Task instructions: Only the lines from the one containing "pub mod contrast;" through the end of the listing below belong in your answer; retype them exactly.
_ _ _
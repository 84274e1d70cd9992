// SPDX-License-Identifier: MIT
//
// Color sample: normalized sRGB channels with alpha.
//
// `Rgba` is the only stored color type. XYZ and LAB are derived on demand
// (see `space`) and never cached, so a sample can be copied and compared
// freely without keeping representations in sync.
//
//   Rgba ──► linear RGB ×100 ──► XYZ ──► LAB ──► ΔE (CIE94 / CIEDE2000)
//     └───► WCAG luminance ──► contrast ratio

use std::fmt;
use std::str::FromStr;

use crate::contrast::{self, ContrastLevel};
use crate::delta_e;
use crate::error::ParseColorError;
use crate::space::{self, Lab, Xyz};

// ─── Rgba ────────────────────────────────────────────────────────────────────

/// A color sample with sRGB channels and alpha, all in `[0.0, 1.0]`.
///
/// # Examples
///
/// ```
/// use delta_color::{ContrastLevel, Rgba};
///
/// let ink = Rgba::hex("#1a1a1a").unwrap();
/// let paper = Rgba::WHITE;
///
/// assert!(ink.is_contrasting(&paper, ContrastLevel::Strict));
/// assert!(ink.ciede2000(&paper) > 50.0);
/// ```
#[derive(Clone, Copy)]
pub struct Rgba {
    pub r: f64,
    pub g: f64,
    pub b: f64,
    pub alpha: f64,
}

impl Rgba {
    // ─── Constructors ────────────────────────────────────────────────────

    /// Opaque color from sRGB channels.
    #[inline]
    #[must_use]
    pub const fn srgb(r: f64, g: f64, b: f64) -> Self {
        Self { r, g, b, alpha: 1.0 }
    }

    /// Color from sRGB channels and alpha.
    #[inline]
    #[must_use]
    pub const fn srgba(r: f64, g: f64, b: f64, alpha: f64) -> Self {
        Self { r, g, b, alpha }
    }

    /// Opaque color from 8-bit channels.
    #[must_use]
    pub fn rgb8(r: u8, g: u8, b: u8) -> Self {
        Self::rgba8(r, g, b, u8::MAX)
    }

    /// Color from 8-bit channels and alpha.
    #[must_use]
    pub fn rgba8(r: u8, g: u8, b: u8, a: u8) -> Self {
        Self::srgba(
            f64::from(r) / 255.0,
            f64::from(g) / 255.0,
            f64::from(b) / 255.0,
            f64::from(a) / 255.0,
        )
    }

    /// Color from a packed `0xRRGGBB` integer. Bits above 24 are ignored.
    #[must_use]
    pub fn from_hex_int(hex: u32, opacity: f64) -> Self {
        let [_, r, g, b] = hex.to_be_bytes();
        Self::rgb8(r, g, b).with_alpha(opacity)
    }

    /// Parse `#RGB`, `#RGBA`, `#RRGGBB` or `#RRGGBBAA` (the `#` is optional).
    ///
    /// Returns `None` for anything else; use [`str::parse`] to learn why.
    #[must_use]
    pub fn hex(s: &str) -> Option<Self> {
        parse_hex(s).ok()
    }

    pub const BLACK: Self = Self::srgb(0.0, 0.0, 0.0);

    pub const WHITE: Self = Self::srgb(1.0, 1.0, 1.0);

    pub const TRANSPARENT: Self = Self::srgba(0.0, 0.0, 0.0, 0.0);

    // ─── Alpha & simple transforms ───────────────────────────────────────

    #[inline]
    #[must_use]
    pub const fn with_alpha(self, alpha: f64) -> Self {
        Self { alpha, ..self }
    }

    /// Whether alpha is at least 1.0.
    #[inline]
    #[must_use]
    pub fn is_opaque(self) -> bool {
        self.alpha >= 1.0
    }

    /// Each color channel mirrored (`1 - c`). Alpha is kept.
    #[must_use]
    pub fn inverted(self) -> Self {
        Self {
            r: 1.0 - self.r,
            g: 1.0 - self.g,
            b: 1.0 - self.b,
            alpha: self.alpha,
        }
    }

    // ─── HSB ─────────────────────────────────────────────────────────────

    /// Hue, saturation and brightness, each in `[0.0, 1.0]`.
    ///
    /// Hue is a fraction of a full turn (0 = red, 1/3 = green, 2/3 = blue)
    /// and is 0 for grays, where it is undefined.
    #[must_use]
    pub fn to_hsb(self) -> (f64, f64, f64) {
        let max = self.r.max(self.g).max(self.b);
        let min = self.r.min(self.g).min(self.b);
        let delta = max - min;

        let sector = if delta <= f64::EPSILON {
            0.0
        } else if (max - self.r).abs() <= f64::EPSILON {
            ((self.g - self.b) / delta).rem_euclid(6.0)
        } else if (max - self.g).abs() <= f64::EPSILON {
            (self.b - self.r) / delta + 2.0
        } else {
            (self.r - self.g) / delta + 4.0
        };
        let saturation = if max <= f64::EPSILON { 0.0 } else { delta / max };

        (sector / 6.0, saturation, max)
    }

    /// Color from hue (fraction of a turn), saturation, brightness and alpha.
    #[must_use]
    pub fn from_hsb(hue: f64, saturation: f64, brightness: f64, alpha: f64) -> Self {
        let h = (hue.rem_euclid(1.0) * 6.0).rem_euclid(6.0);
        let c = brightness * saturation;
        let x = c * (1.0 - ((h % 2.0) - 1.0).abs());
        let m = brightness - c;

        let (r, g, b) = match h {
            h if h < 1.0 => (c, x, 0.0),
            h if h < 2.0 => (x, c, 0.0),
            h if h < 3.0 => (0.0, c, x),
            h if h < 4.0 => (0.0, x, c),
            h if h < 5.0 => (x, 0.0, c),
            _ => (c, 0.0, x),
        };
        Self::srgba(r + m, g + m, b + m, alpha)
    }

    /// HSB hue as a fraction of a turn. See [`Rgba::to_hsb`].
    #[must_use]
    pub fn hue(self) -> f64 {
        self.to_hsb().0
    }

    /// Same hue and saturation with brightness scaled by 0.9. Alpha is kept.
    #[must_use]
    pub fn darker(self) -> Self {
        let (h, s, b) = self.to_hsb();
        Self::from_hsb(h, s, b * DARKER_FACTOR, self.alpha)
    }

    // ─── Derived representations ─────────────────────────────────────────

    /// CIE XYZ tristimulus values (D65, scaled so white has Y = 100).
    #[must_use]
    pub fn to_xyz(self) -> Xyz {
        space::rgb_to_xyz(self)
    }

    /// CIE L*a*b* coordinates relative to the D65 white point.
    #[must_use]
    pub fn to_lab(self) -> Lab {
        space::xyz_to_lab(self.to_xyz())
    }

    /// WCAG relative luminance in `[0.0, 1.0]`.
    #[must_use]
    pub fn luminance(self) -> f64 {
        contrast::relative_luminance(self)
    }

    // ─── Metrics ─────────────────────────────────────────────────────────

    /// CIE94 color difference (graphic arts weights).
    #[must_use]
    pub fn cie94(&self, other: &Self) -> f64 {
        delta_e::cie94(self.to_lab(), other.to_lab())
    }

    /// CIEDE2000 color difference.
    #[must_use]
    pub fn ciede2000(&self, other: &Self) -> f64 {
        delta_e::ciede2000(self.to_lab(), other.to_lab())
    }

    /// WCAG contrast ratio in `[1.0, 21.0]`, independent of argument order.
    #[must_use]
    pub fn contrast_ratio(&self, other: &Self) -> f64 {
        contrast::contrast_ratio(*self, *other)
    }

    /// Whether the pair passes the WCAG threshold for `level`.
    #[must_use]
    pub fn is_contrasting(&self, other: &Self, level: ContrastLevel) -> bool {
        contrast::is_contrasting(*self, *other, level)
    }

    // ─── Output ──────────────────────────────────────────────────────────

    /// 8-bit channels, clamped to the displayable range.
    #[must_use]
    pub fn to_rgb8(self) -> (u8, u8, u8) {
        (to_u8(self.r), to_u8(self.g), to_u8(self.b))
    }

    /// `#rrggbb`, or `#rrggbbaa` when not opaque.
    #[must_use]
    pub fn to_hex(self) -> String {
        let (r, g, b) = self.to_rgb8();
        if self.is_opaque() {
            format!("#{r:02x}{g:02x}{b:02x}")
        } else {
            let a = to_u8(self.alpha);
            format!("#{r:02x}{g:02x}{b:02x}{a:02x}")
        }
    }
}

impl fmt::Debug for Rgba {
    fn fmt(&self, f: &mut fmt::Formatter<'_>) -> fmt::Result {
        write!(
            f,
            "Rgba({:.4}, {:.4}, {:.4}, {:.2})",
            self.r, self.g, self.b, self.alpha
        )
    }
}

impl fmt::Display for Rgba {
    fn fmt(&self, f: &mut fmt::Formatter<'_>) -> fmt::Result {
        f.write_str(&self.to_hex())
    }
}

impl PartialEq for Rgba {
    fn eq(&self, other: &Self) -> bool {
        const EPS: f64 = 1e-6;
        (self.r - other.r).abs() < EPS
            && (self.g - other.g).abs() < EPS
            && (self.b - other.b).abs() < EPS
            && (self.alpha - other.alpha).abs() < EPS
    }
}

impl Default for Rgba {
    /// Opaque black.
    fn default() -> Self {
        Self::BLACK
    }
}

impl FromStr for Rgba {
    type Err = ParseColorError;

    fn from_str(s: &str) -> Result<Self, Self::Err> {
        parse_hex(s)
    }
}

const DARKER_FACTOR: f64 = 0.9;

// ─── Hex Parsing ─────────────────────────────────────────────────────────────

fn parse_hex(s: &str) -> Result<Rgba, ParseColorError> {
    let s = s.strip_prefix('#').unwrap_or(s);
    let len = s.len();
    if !matches!(len, 3 | 4 | 6 | 8) {
        return Err(ParseColorError::InvalidLength(len));
    }

    let mut nibbles = [0u8; 8];
    for (index, found) in s.char_indices() {
        nibbles[index] =
            parse_hex_digit(found).ok_or(ParseColorError::InvalidDigit { index, found })?;
    }

    // Short forms repeat each digit: #abc == #aabbcc.
    let channel = |i: usize| match len {
        3 | 4 => (nibbles[i] << 4) | nibbles[i],
        _ => (nibbles[2 * i] << 4) | nibbles[2 * i + 1],
    };
    let alpha = if matches!(len, 4 | 8) { channel(3) } else { u8::MAX };

    Ok(Rgba::rgba8(channel(0), channel(1), channel(2), alpha))
}

#[inline]
const fn parse_hex_digit(c: char) -> Option<u8> {
    match c {
        '0'..='9' => Some(c as u8 - b'0'),
        'a'..='f' => Some(c as u8 - b'a' + 10),
        'A'..='F' => Some(c as u8 - b'A' + 10),
        _ => None,
    }
}

/// Convert a channel (0.0–1.0) to 0–255 with rounding.
#[inline]
#[allow(clippy::cast_possible_truncation, clippy::cast_sign_loss)]
fn to_u8(v: f64) -> u8 {
    // Clamp keeps the value in 0.0..=255.0 before truncation.
    v.mul_add(255.0, 0.5).clamp(0.0, 255.0) as u8
}

// ---------------------------------------------------------------------------
// Tests
// ---------------------------------------------------------------------------
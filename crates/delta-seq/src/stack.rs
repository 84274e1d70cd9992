//! Bounded LIFO stack.
//!
//! An optional capacity limit turns the stack into a rolling history: once
//! it is full, pushing drops the oldest (bottom) element.

use std::collections::VecDeque;

/// A stack with an optional capacity limit.
#[derive(Debug, Clone, PartialEq, Eq)]
pub struct Stack<T> {
    items: VecDeque<T>,
    limit: Option<usize>,
}

impl<T> Stack<T> {
    /// Create an unbounded stack.
    #[must_use]
    pub const fn new() -> Self {
        Self {
            items: VecDeque::new(),
            limit: None,
        }
    }

    /// Create a stack that never holds more than `limit` elements.
    ///
    /// A limit of 0 keeps the stack permanently empty.
    #[must_use]
    pub const fn with_limit(limit: usize) -> Self {
        Self {
            items: VecDeque::new(),
            limit: Some(limit),
        }
    }

    /// The capacity limit, if any.
    #[must_use]
    pub const fn limit(&self) -> Option<usize> {
        self.limit
    }

    /// Push onto the top. Returns the bottom element if it was evicted to
    /// stay within the limit.
    pub fn push(&mut self, element: T) -> Option<T> {
        if self.limit == Some(0) {
            return Some(element);
        }
        self.items.push_back(element);
        match self.limit {
            Some(limit) if self.items.len() > limit => self.items.pop_front(),
            _ => None,
        }
    }

    /// Remove and return the top element.
    pub fn pop(&mut self) -> Option<T> {
        self.items.pop_back()
    }

    /// The top element.
    #[must_use]
    pub fn peek(&self) -> Option<&T> {
        self.items.back()
    }

    /// The element just below the top.
    #[must_use]
    pub fn peek_second(&self) -> Option<&T> {
        self.items.len().checked_sub(2).and_then(|i| self.items.get(i))
    }

    #[must_use]
    pub fn len(&self) -> usize {
        self.items.len()
    }

    #[must_use]
    pub fn is_empty(&self) -> bool {
        self.items.is_empty()
    }

    pub fn clear(&mut self) {
        self.items.clear();
    }

    /// Iterate from bottom (oldest) to top (newest).
    pub fn iter(&self) -> impl DoubleEndedIterator<Item = &T> {
        self.items.iter()
    }
}

impl<T> Default for Stack<T> {
    fn default() -> Self {
        Self::new()
    }
}

// ---------------------------------------------------------------------------
// Tests
// ---------------------------------------------------------------------------
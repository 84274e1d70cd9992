//! # delta-color: perceptual color metrics
//!
//! Measures how different two colors look and whether they are legible
//! against each other.
//!
//! # Architecture
//!
//! ```text
//! Rgba (sRGB 0–1 + alpha)
//!     │
//!     ├──► space.rs:    linearize ×100 → XYZ (D65) → LAB
//!     │        │
//!     │        ▼
//!     │    delta_e.rs:  CIE94, CIEDE2000, DeltaECategory
//!     │
//!     ├──► contrast.rs: WCAG relative luminance → contrast ratio → level
//!     │
//!     └──► color.rs:    HSB hue, darker
//! ```
//!
//! Every function is pure and total over finite input. The only fallible
//! operation is hex parsing, which reports [`ParseColorError`].

// Single-char math variables are standard in color science.
#![allow(clippy::many_single_char_names)]
// L/C/H primes and their deltas are inherently similar names.
#![allow(clippy::similar_names)]

pub mod color;
pub mod contrast;
pub mod delta_e;
pub mod error;
pub mod space;

pub use color::Rgba;
pub use contrast::ContrastLevel;
pub use delta_e::{Cie94Weights, DeltaECategory};
pub use error::ParseColorError;
pub use space::{Lab, Xyz};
_ _ _
Result of the exercise:
pub mod contrast;
pub mod delta_e;
pub mod error;
pub mod space;

pub use color::Rgba;
pub use contrast::ContrastLevel;
pub use delta_e::{Cie94Weights, DeltaECategory};
pub use error::ParseColorError;
pub use space::{Lab, Xyz};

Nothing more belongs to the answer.